**INFORMATION SHOWN**
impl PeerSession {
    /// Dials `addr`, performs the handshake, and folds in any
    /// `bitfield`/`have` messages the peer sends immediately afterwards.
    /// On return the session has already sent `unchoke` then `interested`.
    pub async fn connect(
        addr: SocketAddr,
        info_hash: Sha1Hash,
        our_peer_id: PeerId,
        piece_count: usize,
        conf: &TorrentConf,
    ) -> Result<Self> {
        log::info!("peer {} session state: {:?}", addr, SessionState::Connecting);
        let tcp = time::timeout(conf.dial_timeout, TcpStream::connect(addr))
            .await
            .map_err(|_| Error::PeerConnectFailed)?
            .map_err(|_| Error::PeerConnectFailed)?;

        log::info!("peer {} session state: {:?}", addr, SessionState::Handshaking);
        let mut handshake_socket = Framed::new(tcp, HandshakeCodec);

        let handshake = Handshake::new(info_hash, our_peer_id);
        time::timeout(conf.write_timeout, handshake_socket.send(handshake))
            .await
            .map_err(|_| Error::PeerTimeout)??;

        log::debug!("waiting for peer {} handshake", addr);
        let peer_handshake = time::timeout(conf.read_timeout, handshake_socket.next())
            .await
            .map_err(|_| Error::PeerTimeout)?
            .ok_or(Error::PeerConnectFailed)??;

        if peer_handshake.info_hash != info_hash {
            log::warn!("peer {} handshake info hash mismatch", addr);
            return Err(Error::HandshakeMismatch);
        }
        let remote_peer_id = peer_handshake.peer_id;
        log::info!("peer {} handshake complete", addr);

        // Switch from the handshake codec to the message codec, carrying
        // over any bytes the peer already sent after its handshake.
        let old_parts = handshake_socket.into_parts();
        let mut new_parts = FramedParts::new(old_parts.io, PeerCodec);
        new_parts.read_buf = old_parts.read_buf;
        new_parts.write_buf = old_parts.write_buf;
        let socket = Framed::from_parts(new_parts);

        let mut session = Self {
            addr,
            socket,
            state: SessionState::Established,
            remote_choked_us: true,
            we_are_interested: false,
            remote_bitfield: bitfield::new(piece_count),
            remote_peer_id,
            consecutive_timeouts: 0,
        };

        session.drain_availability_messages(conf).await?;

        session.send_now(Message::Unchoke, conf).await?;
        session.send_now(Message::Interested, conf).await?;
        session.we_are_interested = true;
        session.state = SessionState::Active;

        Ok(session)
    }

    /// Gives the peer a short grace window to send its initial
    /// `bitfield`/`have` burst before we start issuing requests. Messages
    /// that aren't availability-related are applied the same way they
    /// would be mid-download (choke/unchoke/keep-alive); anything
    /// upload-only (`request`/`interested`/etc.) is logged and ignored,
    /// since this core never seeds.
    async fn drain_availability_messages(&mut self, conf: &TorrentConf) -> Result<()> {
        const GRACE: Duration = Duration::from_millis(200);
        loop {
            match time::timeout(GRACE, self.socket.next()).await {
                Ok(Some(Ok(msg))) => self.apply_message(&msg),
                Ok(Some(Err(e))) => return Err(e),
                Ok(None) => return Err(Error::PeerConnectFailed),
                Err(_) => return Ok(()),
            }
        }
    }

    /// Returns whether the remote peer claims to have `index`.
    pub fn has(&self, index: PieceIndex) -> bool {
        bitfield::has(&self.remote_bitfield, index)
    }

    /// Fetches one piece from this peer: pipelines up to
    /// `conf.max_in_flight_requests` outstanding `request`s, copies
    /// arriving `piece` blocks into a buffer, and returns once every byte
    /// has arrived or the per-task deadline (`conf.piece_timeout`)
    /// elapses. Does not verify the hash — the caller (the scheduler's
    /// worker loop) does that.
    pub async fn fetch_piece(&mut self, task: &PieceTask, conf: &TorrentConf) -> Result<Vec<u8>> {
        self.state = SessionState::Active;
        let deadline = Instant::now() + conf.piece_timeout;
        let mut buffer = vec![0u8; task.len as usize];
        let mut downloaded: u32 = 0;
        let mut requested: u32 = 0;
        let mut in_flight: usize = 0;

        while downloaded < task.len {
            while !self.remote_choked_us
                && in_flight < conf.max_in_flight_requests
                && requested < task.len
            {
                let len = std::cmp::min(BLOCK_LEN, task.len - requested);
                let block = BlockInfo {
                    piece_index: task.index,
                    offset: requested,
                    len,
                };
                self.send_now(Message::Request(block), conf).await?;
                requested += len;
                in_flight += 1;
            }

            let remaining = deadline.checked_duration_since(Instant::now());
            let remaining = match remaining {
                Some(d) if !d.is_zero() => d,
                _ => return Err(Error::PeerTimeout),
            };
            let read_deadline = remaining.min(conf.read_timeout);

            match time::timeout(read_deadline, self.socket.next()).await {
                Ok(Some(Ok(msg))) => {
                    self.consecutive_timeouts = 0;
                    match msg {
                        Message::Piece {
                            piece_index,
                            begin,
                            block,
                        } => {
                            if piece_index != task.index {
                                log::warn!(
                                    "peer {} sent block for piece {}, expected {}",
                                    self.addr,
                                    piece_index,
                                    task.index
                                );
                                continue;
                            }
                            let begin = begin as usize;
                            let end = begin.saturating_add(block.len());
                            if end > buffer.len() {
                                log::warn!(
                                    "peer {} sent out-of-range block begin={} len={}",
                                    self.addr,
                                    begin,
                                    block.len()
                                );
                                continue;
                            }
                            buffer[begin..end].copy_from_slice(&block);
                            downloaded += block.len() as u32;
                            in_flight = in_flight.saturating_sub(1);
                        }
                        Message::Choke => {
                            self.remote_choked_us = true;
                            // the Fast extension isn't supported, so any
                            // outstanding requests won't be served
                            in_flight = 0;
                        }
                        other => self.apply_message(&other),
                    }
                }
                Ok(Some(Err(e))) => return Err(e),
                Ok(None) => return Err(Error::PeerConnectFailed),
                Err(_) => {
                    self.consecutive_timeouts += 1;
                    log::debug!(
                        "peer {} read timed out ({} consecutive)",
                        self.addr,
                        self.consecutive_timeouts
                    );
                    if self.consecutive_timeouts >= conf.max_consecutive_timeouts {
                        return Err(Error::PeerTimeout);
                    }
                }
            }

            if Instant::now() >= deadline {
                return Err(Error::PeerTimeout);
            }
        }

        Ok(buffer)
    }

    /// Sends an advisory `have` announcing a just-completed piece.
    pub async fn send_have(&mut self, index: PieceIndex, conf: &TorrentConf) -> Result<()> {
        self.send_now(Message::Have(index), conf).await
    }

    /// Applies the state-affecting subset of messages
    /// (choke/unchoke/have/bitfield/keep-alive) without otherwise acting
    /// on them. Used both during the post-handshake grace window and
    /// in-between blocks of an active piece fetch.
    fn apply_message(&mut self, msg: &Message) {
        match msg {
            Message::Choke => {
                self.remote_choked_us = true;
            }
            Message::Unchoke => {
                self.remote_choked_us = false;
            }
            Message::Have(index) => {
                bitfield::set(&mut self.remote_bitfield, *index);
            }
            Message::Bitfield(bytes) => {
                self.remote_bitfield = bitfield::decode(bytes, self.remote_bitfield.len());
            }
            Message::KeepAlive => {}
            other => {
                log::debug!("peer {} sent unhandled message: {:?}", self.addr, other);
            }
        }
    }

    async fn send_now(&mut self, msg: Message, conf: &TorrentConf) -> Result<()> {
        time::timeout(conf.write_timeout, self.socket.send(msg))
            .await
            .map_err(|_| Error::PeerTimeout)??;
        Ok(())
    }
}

--

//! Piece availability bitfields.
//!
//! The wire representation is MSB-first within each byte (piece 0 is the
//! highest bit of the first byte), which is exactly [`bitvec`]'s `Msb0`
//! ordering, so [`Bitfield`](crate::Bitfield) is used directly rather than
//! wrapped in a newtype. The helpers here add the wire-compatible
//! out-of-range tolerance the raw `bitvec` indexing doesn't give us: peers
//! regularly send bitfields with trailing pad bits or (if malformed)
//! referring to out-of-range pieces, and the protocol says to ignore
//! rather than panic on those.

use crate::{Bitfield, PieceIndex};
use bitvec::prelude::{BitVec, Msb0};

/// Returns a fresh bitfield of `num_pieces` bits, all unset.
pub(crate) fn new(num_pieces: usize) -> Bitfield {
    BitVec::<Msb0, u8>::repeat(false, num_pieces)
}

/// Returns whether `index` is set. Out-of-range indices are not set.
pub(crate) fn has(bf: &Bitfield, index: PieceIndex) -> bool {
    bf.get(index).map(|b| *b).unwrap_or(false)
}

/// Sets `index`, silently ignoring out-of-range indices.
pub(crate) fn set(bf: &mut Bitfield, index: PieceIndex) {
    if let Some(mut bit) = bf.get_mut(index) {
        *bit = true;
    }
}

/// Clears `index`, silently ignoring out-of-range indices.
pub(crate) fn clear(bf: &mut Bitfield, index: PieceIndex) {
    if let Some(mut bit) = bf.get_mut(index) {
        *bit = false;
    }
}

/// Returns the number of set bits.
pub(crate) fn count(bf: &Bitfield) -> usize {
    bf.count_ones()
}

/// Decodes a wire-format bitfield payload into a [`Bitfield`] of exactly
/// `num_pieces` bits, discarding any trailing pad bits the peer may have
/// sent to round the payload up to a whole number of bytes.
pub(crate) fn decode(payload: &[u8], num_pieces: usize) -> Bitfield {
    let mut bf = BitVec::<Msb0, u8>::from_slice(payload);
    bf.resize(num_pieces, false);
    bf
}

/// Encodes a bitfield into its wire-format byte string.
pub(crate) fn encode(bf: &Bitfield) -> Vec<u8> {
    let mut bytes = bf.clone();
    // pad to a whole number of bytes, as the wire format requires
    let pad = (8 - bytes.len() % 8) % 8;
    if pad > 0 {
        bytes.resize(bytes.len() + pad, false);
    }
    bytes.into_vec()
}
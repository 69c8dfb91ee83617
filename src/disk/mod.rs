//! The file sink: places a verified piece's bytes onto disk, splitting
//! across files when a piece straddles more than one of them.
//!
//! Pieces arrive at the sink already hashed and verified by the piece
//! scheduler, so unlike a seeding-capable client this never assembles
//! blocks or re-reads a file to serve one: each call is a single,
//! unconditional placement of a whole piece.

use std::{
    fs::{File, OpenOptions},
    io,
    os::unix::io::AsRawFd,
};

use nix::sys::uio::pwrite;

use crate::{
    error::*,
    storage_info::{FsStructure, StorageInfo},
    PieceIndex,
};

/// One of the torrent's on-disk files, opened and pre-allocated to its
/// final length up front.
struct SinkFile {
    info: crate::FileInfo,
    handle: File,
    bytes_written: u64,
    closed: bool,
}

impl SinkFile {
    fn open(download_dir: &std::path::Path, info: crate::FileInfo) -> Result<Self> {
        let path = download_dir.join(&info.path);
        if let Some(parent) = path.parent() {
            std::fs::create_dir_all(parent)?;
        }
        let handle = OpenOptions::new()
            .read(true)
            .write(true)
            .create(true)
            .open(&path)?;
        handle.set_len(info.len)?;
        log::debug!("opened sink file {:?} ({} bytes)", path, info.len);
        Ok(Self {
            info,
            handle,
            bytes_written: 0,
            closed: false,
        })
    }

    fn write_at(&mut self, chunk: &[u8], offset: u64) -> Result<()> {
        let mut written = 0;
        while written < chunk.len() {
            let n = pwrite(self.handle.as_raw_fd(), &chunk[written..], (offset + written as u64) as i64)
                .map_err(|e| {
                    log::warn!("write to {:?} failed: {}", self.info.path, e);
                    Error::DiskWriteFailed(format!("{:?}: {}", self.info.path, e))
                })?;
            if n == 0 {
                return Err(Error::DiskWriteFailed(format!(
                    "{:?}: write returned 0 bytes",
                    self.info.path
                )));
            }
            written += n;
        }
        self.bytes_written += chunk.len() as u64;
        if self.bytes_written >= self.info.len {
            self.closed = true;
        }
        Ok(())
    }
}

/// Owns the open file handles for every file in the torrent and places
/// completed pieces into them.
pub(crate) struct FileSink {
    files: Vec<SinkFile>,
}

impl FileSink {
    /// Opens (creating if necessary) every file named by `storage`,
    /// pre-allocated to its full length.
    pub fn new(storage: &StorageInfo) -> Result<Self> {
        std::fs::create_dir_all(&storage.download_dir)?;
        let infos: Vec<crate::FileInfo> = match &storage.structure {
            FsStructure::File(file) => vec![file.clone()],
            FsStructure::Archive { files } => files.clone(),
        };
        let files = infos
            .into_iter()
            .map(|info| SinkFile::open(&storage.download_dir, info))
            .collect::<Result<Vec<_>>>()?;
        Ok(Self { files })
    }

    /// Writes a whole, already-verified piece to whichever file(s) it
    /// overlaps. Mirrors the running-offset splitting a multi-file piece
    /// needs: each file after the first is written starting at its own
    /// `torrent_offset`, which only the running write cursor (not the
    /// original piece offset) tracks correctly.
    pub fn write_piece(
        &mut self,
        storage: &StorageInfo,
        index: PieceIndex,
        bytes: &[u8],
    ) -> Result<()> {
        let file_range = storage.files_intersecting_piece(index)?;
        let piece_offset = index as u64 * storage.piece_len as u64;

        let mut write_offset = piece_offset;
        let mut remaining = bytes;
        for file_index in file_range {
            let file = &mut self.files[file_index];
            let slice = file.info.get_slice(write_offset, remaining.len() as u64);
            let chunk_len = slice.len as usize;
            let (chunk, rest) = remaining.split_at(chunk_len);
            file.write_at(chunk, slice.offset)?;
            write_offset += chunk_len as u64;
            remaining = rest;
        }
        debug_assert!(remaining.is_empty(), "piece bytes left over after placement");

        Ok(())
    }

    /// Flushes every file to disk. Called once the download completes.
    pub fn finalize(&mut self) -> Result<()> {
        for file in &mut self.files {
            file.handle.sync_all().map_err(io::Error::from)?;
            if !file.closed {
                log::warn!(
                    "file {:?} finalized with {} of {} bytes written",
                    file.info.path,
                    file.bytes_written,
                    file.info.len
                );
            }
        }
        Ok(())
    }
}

**DESCRIPTION OF THE TASK**
Each line in the data where the string "bitfields" occurs should be identified and copied.

**TASK OUTPUT**
//! Piece availability bitfields.
//! regularly send bitfields with trailing pad bits or (if malformed)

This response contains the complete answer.